Before going into treatment, I was a space cadet. Like the painters painting the same spot over and over, I was just trying to survive. And many times, I would have to read the same sentence multiple times in order to halfway understand the point. I was a zombie. But (said my eating disorder), at least I was thin.
During treatment, and for a few months after, I saw the green paint. The bright, green paint. And I was overjoyed. I was totally signed on to this recovery thing. I was still holding on as tight as possible to my meal plan and being as rigid as humanly possible. I did my homework every night and ate, drank, breathed, and slept treatment. But I saw the green. I felt alive.
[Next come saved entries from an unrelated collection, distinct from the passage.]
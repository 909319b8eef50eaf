//! SurrealDB implementation of [`PayrollRepository`].
//!
//! The derived fields (hra, pf, esi, professional tax, net salary) are
//! computed here on every create and update — the same boundary where
//! the user repository derives the password hash. Callers can never
//! store a payroll whose derived fields disagree with its inputs.

use chrono::{DateTime, Utc};
use ems_core::error::EmsResult;
use ems_core::models::payroll::{CreatePayroll, Deduction, Payroll, UpdatePayroll};
use ems_core::payroll::{self, PayrollInputs};
use ems_core::repository::PayrollRepository;
use surrealdb::{Connection, Surreal};
use surrealdb_types::SurrealValue;
use uuid::Uuid;

use crate::error::DbError;

#[derive(Debug, Clone, SurrealValue)]
struct DeductionRow {
    amount: f64,
    reason: String,
}

impl From<Deduction> for DeductionRow {
    fn from(d: Deduction) -> Self {
        Self {
            amount: d.amount,
            reason: d.reason,
        }
    }
}

impl From<DeductionRow> for Deduction {
    fn from(d: DeductionRow) -> Self {
        Self {
            amount: d.amount,
            reason: d.reason,
        }
    }
}

#[derive(Debug, SurrealValue)]
struct PayrollRow {
    employee_id: String,
    month: u32,
    year: i32,
    basic_salary: f64,
    bonuses: f64,
    special_allowance: f64,
    income_tax: f64,
    deductions: Vec<DeductionRow>,
    hra: f64,
    pf: f64,
    esi: f64,
    professional_tax: f64,
    net_salary: f64,
    created_at: DateTime<Utc>,
    updated_at: DateTime<Utc>,
}

#[derive(Debug, SurrealValue)]
struct PayrollRowWithId {
    record_id: String,
    employee_id: String,
    month: u32,
    year: i32,
    basic_salary: f64,
    bonuses: f64,
    special_allowance: f64,
    income_tax: f64,
    deductions: Vec<DeductionRow>,
    hra: f64,
    pf: f64,
    esi: f64,
    professional_tax: f64,
    net_salary: f64,
    created_at: DateTime<Utc>,
    updated_at: DateTime<Utc>,
}

impl PayrollRow {
    fn into_payroll(self, id: Uuid) -> Result<Payroll, DbError> {
        let employee_id = Uuid::parse_str(&self.employee_id)
            .map_err(|e| DbError::decode("payroll", format!("invalid employee UUID: {e}")))?;
        Ok(Payroll {
            id,
            employee_id,
            month: self.month,
            year: self.year,
            basic_salary: self.basic_salary,
            bonuses: self.bonuses,
            special_allowance: self.special_allowance,
            income_tax: self.income_tax,
            deductions: self.deductions.into_iter().map(Into::into).collect(),
            hra: self.hra,
            pf: self.pf,
            esi: self.esi,
            professional_tax: self.professional_tax,
            net_salary: self.net_salary,
            created_at: self.created_at,
            updated_at: self.updated_at,
        })
    }
}

impl PayrollRowWithId {
    fn try_into_payroll(self) -> Result<Payroll, DbError> {
        let id = Uuid::parse_str(&self.record_id)
            .map_err(|e| DbError::decode("payroll", format!("invalid record UUID: {e}")))?;
        let employee_id = Uuid::parse_str(&self.employee_id)
            .map_err(|e| DbError::decode("payroll", format!("invalid employee UUID: {e}")))?;
        Ok(Payroll {
            id,
            employee_id,
            month: self.month,
            year: self.year,
            basic_salary: self.basic_salary,
            bonuses: self.bonuses,
            special_allowance: self.special_allowance,
            income_tax: self.income_tax,
            deductions: self.deductions.into_iter().map(Into::into).collect(),
            hra: self.hra,
            pf: self.pf,
            esi: self.esi,
            professional_tax: self.professional_tax,
            net_salary: self.net_salary,
            created_at: self.created_at,
            updated_at: self.updated_at,
        })
    }
}

/// SurrealDB implementation of the Payroll repository.
#[derive(Clone)]
pub struct SurrealPayrollRepository<C: Connection> {
    db: Surreal<C>,
}

impl<C: Connection> SurrealPayrollRepository<C> {
    pub fn new(db: Surreal<C>) -> Self {
        Self { db }
    }
}

impl<C: Connection> PayrollRepository for SurrealPayrollRepository<C> {
    async fn create(&self, input: CreatePayroll) -> EmsResult<Payroll> {
        let id = Uuid::new_v4();
        let id_str = id.to_string();

        let breakdown = payroll::compute(&PayrollInputs {
            basic_salary: input.basic_salary,
            bonuses: input.bonuses,
            special_allowance: input.special_allowance,
            income_tax: input.income_tax,
            deductions: input.deductions.clone(),
        });

        let deduction_rows: Vec<DeductionRow> =
            input.deductions.into_iter().map(Into::into).collect();

        let result = self
            .db
            .query(
                "CREATE type::record('payroll', $id) SET \
                 employee_id = $employee_id, \
                 month = $month, year = $year, \
                 basic_salary = $basic_salary, \
                 bonuses = $bonuses, \
                 special_allowance = $special_allowance, \
                 income_tax = $income_tax, \
                 deductions = $deductions, \
                 hra = $hra, pf = $pf, esi = $esi, \
                 professional_tax = $professional_tax, \
                 net_salary = $net_salary",
            )
            .bind(("id", id_str.clone()))
            .bind(("employee_id", input.employee_id.to_string()))
            .bind(("month", input.month))
            .bind(("year", input.year))
            .bind(("basic_salary", input.basic_salary))
            .bind(("bonuses", input.bonuses))
            .bind(("special_allowance", input.special_allowance))
            .bind(("income_tax", input.income_tax))
            .bind(("deductions", deduction_rows))
            .bind(("hra", breakdown.hra))
            .bind(("pf", breakdown.pf))
            .bind(("esi", breakdown.esi))
            .bind(("professional_tax", breakdown.professional_tax))
            .bind(("net_salary", breakdown.net_salary))
            .await
            .map_err(DbError::from)?;

        let mut result = result
            .check()
            .map_err(|e| DbError::write("payroll", e))?;

        let rows: Vec<PayrollRow> = result.take(0).map_err(DbError::from)?;
        let row = rows.into_iter().next().ok_or_else(|| DbError::NotFound {
            entity: "payroll".into(),
            id: id_str,
        })?;

        Ok(row.into_payroll(id)?)
    }

    async fn get_by_id(&self, id: Uuid) -> EmsResult<Payroll> {
        let id_str = id.to_string();

        let mut result = self
            .db
            .query("SELECT * FROM type::record('payroll', $id)")
            .bind(("id", id_str.clone()))
            .await
            .map_err(DbError::from)?;

        let rows: Vec<PayrollRow> = result.take(0).map_err(DbError::from)?;
        let row = rows.into_iter().next().ok_or_else(|| DbError::NotFound {
            entity: "payroll".into(),
            id: id_str,
        })?;

        Ok(row.into_payroll(id)?)
    }

    async fn list(&self) -> EmsResult<Vec<Payroll>> {
        let mut result = self
            .db
            .query(
                "SELECT meta::id(id) AS record_id, * FROM payroll \
                 ORDER BY year ASC, month ASC",
            )
            .await
            .map_err(DbError::from)?;

        let rows: Vec<PayrollRowWithId> = result.take(0).map_err(DbError::from)?;
        let items = rows
            .into_iter()
            .map(|row| row.try_into_payroll())
            .collect::<Result<Vec<_>, DbError>>()?;

        Ok(items)
    }

    async fn list_by_employee(&self, employee_id: Uuid) -> EmsResult<Vec<Payroll>> {
        let mut result = self
            .db
            .query(
                "SELECT meta::id(id) AS record_id, * FROM payroll \
                 WHERE employee_id = $employee_id \
                 ORDER BY year ASC, month ASC",
            )
            .bind(("employee_id", employee_id.to_string()))
            .await
            .map_err(DbError::from)?;

        let rows: Vec<PayrollRowWithId> = result.take(0).map_err(DbError::from)?;
        let items = rows
            .into_iter()
            .map(|row| row.try_into_payroll())
            .collect::<Result<Vec<_>, DbError>>()?;

        Ok(items)
    }

    async fn update(&self, id: Uuid, input: UpdatePayroll) -> EmsResult<Payroll> {
        let id_str = id.to_string();

        // Read-merge-recompute-write: the stored derived fields must
        // always reflect the current inputs, so the whole row is
        // rewritten rather than patched field by field.
        let current = self.get_by_id(id).await?;

        let employee_id = input.employee_id.unwrap_or(current.employee_id);
        let month = input.month.unwrap_or(current.month);
        let year = input.year.unwrap_or(current.year);
        let basic_salary = input.basic_salary.unwrap_or(current.basic_salary);
        let bonuses = input.bonuses.unwrap_or(current.bonuses);
        let special_allowance = input
            .special_allowance
            .unwrap_or(current.special_allowance);
        let income_tax = input.income_tax.unwrap_or(current.income_tax);
        let deductions = input.deductions.unwrap_or(current.deductions);

        let breakdown = payroll::compute(&PayrollInputs {
            basic_salary,
            bonuses,
            special_allowance,
            income_tax,
            deductions: deductions.clone(),
        });

        let deduction_rows: Vec<DeductionRow> =
            deductions.into_iter().map(Into::into).collect();

        let result = self
            .db
            .query(
                "UPDATE type::record('payroll', $id) SET \
                 employee_id = $employee_id, \
                 month = $month, year = $year, \
                 basic_salary = $basic_salary, \
                 bonuses = $bonuses, \
                 special_allowance = $special_allowance, \
                 income_tax = $income_tax, \
                 deductions = $deductions, \
                 hra = $hra, pf = $pf, esi = $esi, \
                 professional_tax = $professional_tax, \
                 net_salary = $net_salary, \
                 updated_at = time::now()",
            )
            .bind(("id", id_str.clone()))
            .bind(("employee_id", employee_id.to_string()))
            .bind(("month", month))
            .bind(("year", year))
            .bind(("basic_salary", basic_salary))
            .bind(("bonuses", bonuses))
            .bind(("special_allowance", special_allowance))
            .bind(("income_tax", income_tax))
            .bind(("deductions", deduction_rows))
            .bind(("hra", breakdown.hra))
            .bind(("pf", breakdown.pf))
            .bind(("esi", breakdown.esi))
            .bind(("professional_tax", breakdown.professional_tax))
            .bind(("net_salary", breakdown.net_salary))
            .await
            .map_err(DbError::from)?;

        let mut result = result
            .check()
            .map_err(|e| DbError::write("payroll", e))?;

        let rows: Vec<PayrollRow> = result.take(0).map_err(DbError::from)?;
        let row = rows.into_iter().next().ok_or_else(|| DbError::NotFound {
            entity: "payroll".into(),
            id: id_str,
        })?;

        Ok(row.into_payroll(id)?)
    }

    async fn delete(&self, id: Uuid) -> EmsResult<()> {
        let id_str = id.to_string();

        self.get_by_id(id).await?;

        self.db
            .query("DELETE type::record('payroll', $id)")
            .bind(("id", id_str))
            .await
            .map_err(DbError::from)?;

        Ok(())
    }
}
Now, the paint is everywhere, in all different colors. Food tastes better. Heck, food has a taste, period! I get upset and can feel my feelings. I get emotional when I’m happy. I am successful in my job.
I see the colors.
In August, I went to dinner with a good friend of mine. We sat outdoors overlooking the Long Beach harbor, taking in the fresh air and beautiful views. While imbibing on red wine and feasting on ceviche, my friend and I talked about many topics, including – of course – treatment and dating.
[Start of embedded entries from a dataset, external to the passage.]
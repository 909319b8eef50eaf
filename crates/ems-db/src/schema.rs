//! Schema definitions and migration runner for SurrealDB.
//!
//! All table definitions use SCHEMAFULL mode for data integrity.
//! UUIDs are stored as strings. Enums are stored as strings with
//! ASSERT constraints for validation. The session record key is the
//! opaque session identifier itself.

use surrealdb::{Connection, Surreal};
use surrealdb_types::SurrealValue;
use tracing::info;

use crate::error::DbError;

// -----------------------------------------------------------------------
// Migration tracking
// -----------------------------------------------------------------------

const MIGRATION_TABLE_DDL: &str = "\
DEFINE TABLE IF NOT EXISTS _migration SCHEMAFULL;
DEFINE FIELD IF NOT EXISTS version ON TABLE _migration TYPE int;
DEFINE FIELD IF NOT EXISTS name ON TABLE _migration TYPE string;
DEFINE FIELD IF NOT EXISTS applied_at ON TABLE _migration TYPE datetime \
    DEFAULT time::now();
DEFINE INDEX IF NOT EXISTS idx_migration_version ON TABLE _migration \
    COLUMNS version UNIQUE;
";

#[derive(Debug, SurrealValue)]
struct MigrationRecord {
    version: u32,
    #[allow(dead_code)]
    name: String,
}

struct Migration {
    version: u32,
    name: &'static str,
    sql: &'static str,
}

static MIGRATIONS: &[Migration] = &[Migration {
    version: 1,
    name: "initial_schema",
    sql: SCHEMA_V1,
}];

// -----------------------------------------------------------------------
// Schema v1 — initial table definitions
// -----------------------------------------------------------------------

const SCHEMA_V1: &str = "\
-- =======================================================================
-- Users (identity + credentials)
-- =======================================================================
DEFINE TABLE user SCHEMAFULL;
DEFINE FIELD name ON TABLE user TYPE string;
DEFINE FIELD email ON TABLE user TYPE string;
DEFINE FIELD password_hash ON TABLE user TYPE string;
DEFINE FIELD role ON TABLE user TYPE string \
    ASSERT $value IN ['admin', 'employee'];
DEFINE FIELD created_at ON TABLE user TYPE datetime \
    DEFAULT time::now();
DEFINE FIELD updated_at ON TABLE user TYPE datetime \
    DEFAULT time::now();
DEFINE INDEX idx_user_email ON TABLE user COLUMNS email UNIQUE;

-- =======================================================================
-- Sessions (record key = opaque session identifier)
-- =======================================================================
DEFINE TABLE session SCHEMAFULL;
DEFINE FIELD user_id ON TABLE session TYPE string;
DEFINE FIELD expires_at ON TABLE session TYPE datetime;
DEFINE FIELD is_active ON TABLE session TYPE bool DEFAULT true;
DEFINE FIELD user_agent ON TABLE session TYPE option<string>;
DEFINE FIELD ip_address ON TABLE session TYPE option<string>;
DEFINE FIELD created_at ON TABLE session TYPE datetime \
    DEFAULT time::now();
DEFINE INDEX idx_session_expires_at ON TABLE session \
    COLUMNS expires_at;

-- =======================================================================
-- Employees
-- =======================================================================
DEFINE TABLE employee SCHEMAFULL;
DEFINE FIELD name ON TABLE employee TYPE string;
DEFINE FIELD email ON TABLE employee TYPE string;
DEFINE FIELD position ON TABLE employee TYPE string;
DEFINE FIELD department ON TABLE employee TYPE string;
DEFINE FIELD salary ON TABLE employee TYPE float;
DEFINE FIELD user_id ON TABLE employee TYPE option<string>;
DEFINE FIELD created_at ON TABLE employee TYPE datetime \
    DEFAULT time::now();
DEFINE FIELD updated_at ON TABLE employee TYPE datetime \
    DEFAULT time::now();
DEFINE INDEX idx_employee_email ON TABLE employee COLUMNS email UNIQUE;

-- =======================================================================
-- Attendance (one entry per employee per date)
-- =======================================================================
DEFINE TABLE attendance SCHEMAFULL;
DEFINE FIELD employee_id ON TABLE attendance TYPE string;
DEFINE FIELD date ON TABLE attendance TYPE string;
DEFINE FIELD status ON TABLE attendance TYPE string \
    ASSERT $value IN ['Present', 'Absent', 'Leave'];
DEFINE FIELD created_at ON TABLE attendance TYPE datetime \
    DEFAULT time::now();
DEFINE FIELD updated_at ON TABLE attendance TYPE datetime \
    DEFAULT time::now();
DEFINE INDEX idx_attendance_employee_date ON TABLE attendance \
    COLUMNS employee_id, date UNIQUE;

-- =======================================================================
-- Payroll (derived fields recomputed on every write; deliberately no
-- uniqueness over employee/month/year — corrections are allowed)
-- =======================================================================
DEFINE TABLE payroll SCHEMAFULL;
DEFINE FIELD employee_id ON TABLE payroll TYPE string;
DEFINE FIELD month ON TABLE payroll TYPE int;
DEFINE FIELD year ON TABLE payroll TYPE int;
DEFINE FIELD basic_salary ON TABLE payroll TYPE float;
DEFINE FIELD bonuses ON TABLE payroll TYPE float DEFAULT 0;
DEFINE FIELD special_allowance ON TABLE payroll TYPE float DEFAULT 0;
DEFINE FIELD income_tax ON TABLE payroll TYPE float DEFAULT 0;
DEFINE FIELD deductions ON TABLE payroll TYPE array DEFAULT [];
DEFINE FIELD deductions.* ON TABLE payroll TYPE object FLEXIBLE;
DEFINE FIELD hra ON TABLE payroll TYPE float DEFAULT 0;
DEFINE FIELD pf ON TABLE payroll TYPE float DEFAULT 0;
DEFINE FIELD esi ON TABLE payroll TYPE float DEFAULT 0;
DEFINE FIELD professional_tax ON TABLE payroll TYPE float DEFAULT 0;
DEFINE FIELD net_salary ON TABLE payroll TYPE float;
DEFINE FIELD created_at ON TABLE payroll TYPE datetime \
    DEFAULT time::now();
DEFINE FIELD updated_at ON TABLE payroll TYPE datetime \
    DEFAULT time::now();
DEFINE INDEX idx_payroll_employee ON TABLE payroll COLUMNS employee_id;
";

// -----------------------------------------------------------------------
// Public API
// -----------------------------------------------------------------------

/// Run all pending migrations against the given SurrealDB client.
///
/// Creates a `_migration` tracking table on first run, then applies
/// each migration whose version exceeds the current maximum.
/// All DEFINE statements are idempotent so re-running is safe.
pub async fn run_migrations<C: Connection>(db: &Surreal<C>) -> Result<(), DbError> {
    // Ensure migration tracking table exists (idempotent).
    db.query(MIGRATION_TABLE_DDL)
        .await?
        .check()
        .map_err(|e| DbError::Migration(e.to_string()))?;

    // Determine current schema version.
    let mut result = db
        .query("SELECT * FROM _migration ORDER BY version DESC LIMIT 1")
        .await?;
    let records: Vec<MigrationRecord> = result.take(0)?;
    let current_version = records.first().map(|m| m.version).unwrap_or(0);

    for migration in MIGRATIONS {
        if migration.version > current_version {
            info!(
                version = migration.version,
                name = migration.name,
                "Applying migration"
            );
            db.query(migration.sql).await?.check().map_err(|e| {
                DbError::Migration(format!(
                    "Migration v{} '{}' failed: {}",
                    migration.version, migration.name, e,
                ))
            })?;

            // Record the applied migration.
            db.query(
                "CREATE _migration SET version = $version, \
                 name = $name",
            )
            .bind(("version", migration.version))
            .bind(("name", migration.name))
            .await?
            .check()
            .map_err(|e| {
                DbError::Migration(format!(
                    "Failed to record migration v{}: {}",
                    migration.version, e,
                ))
            })?;

            info!(
                version = migration.version,
                "Migration applied successfully"
            );
        }
    }

    Ok(())
}

#[cfg(test)]
mod tests {
    use super::*;

    #[test]
    fn schema_v1_is_nonempty() {
        assert!(!SCHEMA_V1.is_empty());
    }

    #[test]
    fn migrations_are_ordered() {
        for window in MIGRATIONS.windows(2) {
            assert!(
                window[0].version < window[1].version,
                "Migrations must be in ascending version order"
            );
        }
    }
}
My time in intensive outpatient treatment was winding down, and I felt good enough to start eating meals at restaurants off meal plan (i.e. “intuitive eating”). And I felt I needed more interaction away from treatment friends, so why not go on a few dates? That night, I subscribed to two dating sites.
Oh, boy.
So the last guy I went out with turned out to be a disaster, and I relapsed. So while I maintained my subscription to both sites, I didn’t do much with either of them for a while. It’s my MO… when things get tough, just run from them. But as I got better and the eating disorder continued to be a non-issue, I decided to ramp up the online dating game.
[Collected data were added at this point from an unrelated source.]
//! SurrealDB implementation of [`UserRepository`].
//!
//! The raw password never reaches the table: `create` hashes it via
//! `ems_auth::password`, with the same optional pepper the login path
//! verifies against.

use chrono::{DateTime, Utc};
use ems_auth::password;
use ems_core::error::EmsResult;
use ems_core::models::user::{CreateUser, Role, User};
use ems_core::repository::UserRepository;
use surrealdb::{Connection, Surreal};
use surrealdb_types::SurrealValue;
use uuid::Uuid;

use crate::error::DbError;

/// DB-side row struct for queries where the UUID is already known.
#[derive(Debug, SurrealValue)]
struct UserRow {
    name: String,
    email: String,
    password_hash: String,
    role: String,
    created_at: DateTime<Utc>,
    updated_at: DateTime<Utc>,
}

/// DB-side row struct that includes the record ID via `meta::id(id)`.
#[derive(Debug, SurrealValue)]
struct UserRowWithId {
    record_id: String,
    name: String,
    email: String,
    password_hash: String,
    role: String,
    created_at: DateTime<Utc>,
    updated_at: DateTime<Utc>,
}

fn parse_role(s: &str) -> Result<Role, DbError> {
    match s {
        "admin" => Ok(Role::Admin),
        "employee" => Ok(Role::Employee),
        other => Err(DbError::decode("user", format!("unknown role: {other}"))),
    }
}

impl UserRow {
    fn into_user(self, id: Uuid) -> Result<User, DbError> {
        Ok(User {
            id,
            name: self.name,
            email: self.email,
            password_hash: self.password_hash,
            role: parse_role(&self.role)?,
            created_at: self.created_at,
            updated_at: self.updated_at,
        })
    }
}

impl UserRowWithId {
    fn try_into_user(self) -> Result<User, DbError> {
        let id = Uuid::parse_str(&self.record_id)
            .map_err(|e| DbError::decode("user", format!("invalid record UUID: {e}")))?;
        Ok(User {
            id,
            name: self.name,
            email: self.email,
            password_hash: self.password_hash,
            role: parse_role(&self.role)?,
            created_at: self.created_at,
            updated_at: self.updated_at,
        })
    }
}

/// SurrealDB implementation of the User repository.
#[derive(Clone)]
pub struct SurrealUserRepository<C: Connection> {
    db: Surreal<C>,
    /// Optional server-side pepper for password hashing.
    pepper: Option<String>,
}

impl<C: Connection> SurrealUserRepository<C> {
    pub fn new(db: Surreal<C>) -> Self {
        Self { db, pepper: None }
    }

    pub fn with_pepper(db: Surreal<C>, pepper: String) -> Self {
        Self {
            db,
            pepper: Some(pepper),
        }
    }
}

impl<C: Connection> UserRepository for SurrealUserRepository<C> {
    async fn create(&self, input: CreateUser) -> EmsResult<User> {
        let id = Uuid::new_v4();
        let id_str = id.to_string();

        let password_hash = password::hash_password(&input.password, self.pepper.as_deref())?;

        let result = self
            .db
            .query(
                "CREATE type::record('user', $id) SET \
                 name = $name, email = $email, \
                 password_hash = $password_hash, \
                 role = $role",
            )
            .bind(("id", id_str.clone()))
            .bind(("name", input.name))
            .bind(("email", input.email))
            .bind(("password_hash", password_hash))
            .bind(("role", input.role.as_str().to_string()))
            .await
            .map_err(DbError::from)?;

        let mut result = result
            .check()
            .map_err(|e| DbError::write("user", e))?;

        let rows: Vec<UserRow> = result.take(0).map_err(DbError::from)?;
        let row = rows.into_iter().next().ok_or_else(|| DbError::NotFound {
            entity: "user".into(),
            id: id_str,
        })?;

        Ok(row.into_user(id)?)
    }

    async fn get_by_id(&self, id: Uuid) -> EmsResult<User> {
        let id_str = id.to_string();

        let mut result = self
            .db
            .query("SELECT * FROM type::record('user', $id)")
            .bind(("id", id_str.clone()))
            .await
            .map_err(DbError::from)?;

        let rows: Vec<UserRow> = result.take(0).map_err(DbError::from)?;
        let row = rows.into_iter().next().ok_or_else(|| DbError::NotFound {
            entity: "user".into(),
            id: id_str,
        })?;

        Ok(row.into_user(id)?)
    }

    async fn get_by_email(&self, email: &str) -> EmsResult<User> {
        let mut result = self
            .db
            .query(
                "SELECT meta::id(id) AS record_id, * FROM user \
                 WHERE email = $email",
            )
            .bind(("email", email.to_string()))
            .await
            .map_err(DbError::from)?;

        let rows: Vec<UserRowWithId> = result.take(0).map_err(DbError::from)?;
        let row = rows.into_iter().next().ok_or_else(|| DbError::NotFound {
            entity: "user".into(),
            id: format!("email={email}"),
        })?;

        Ok(row.try_into_user()?)
    }
}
Because of this, I have learned something about myself that I always knew, but never wanted to fully admit.
Hi. I’m [HatingED], and I’m an addict.
I’ve been addicted to food. I’ve been addicted to restricting food. I’ve had problems with alcohol. And now, I have a love affair with receiving attention from men.
I think I’m more ashamed of this fact than I am about the fact that I had (HAD! PAST TENSE!) bulimia.
I’ve been on a few dates with a few different guys. None of them went well. But I craved their attention nonetheless. I still flirted. I still gauged MY self worth on THEIR perception of me. And on one date, I cross boundaries I had firmly set for myself purely because saying “no” is not in my vocabulary (though this has to do with past trauma issues and is now being addressed.)
In a completely off topic note, the administrative assistant across the hall from me is loudly talking on the phone about pole dancing. Okay.
The good news is that I see myself growing. I am working on my issues with my friends and therapist and (finally) God, and am not proverbiably beating myself up about my weaknesses. Plus, my therapist is The Awesome. However, it’s tough recovering from one debilitating illness and thinking things are so much better, only to learn that I have another crutch that I use to cope through life with.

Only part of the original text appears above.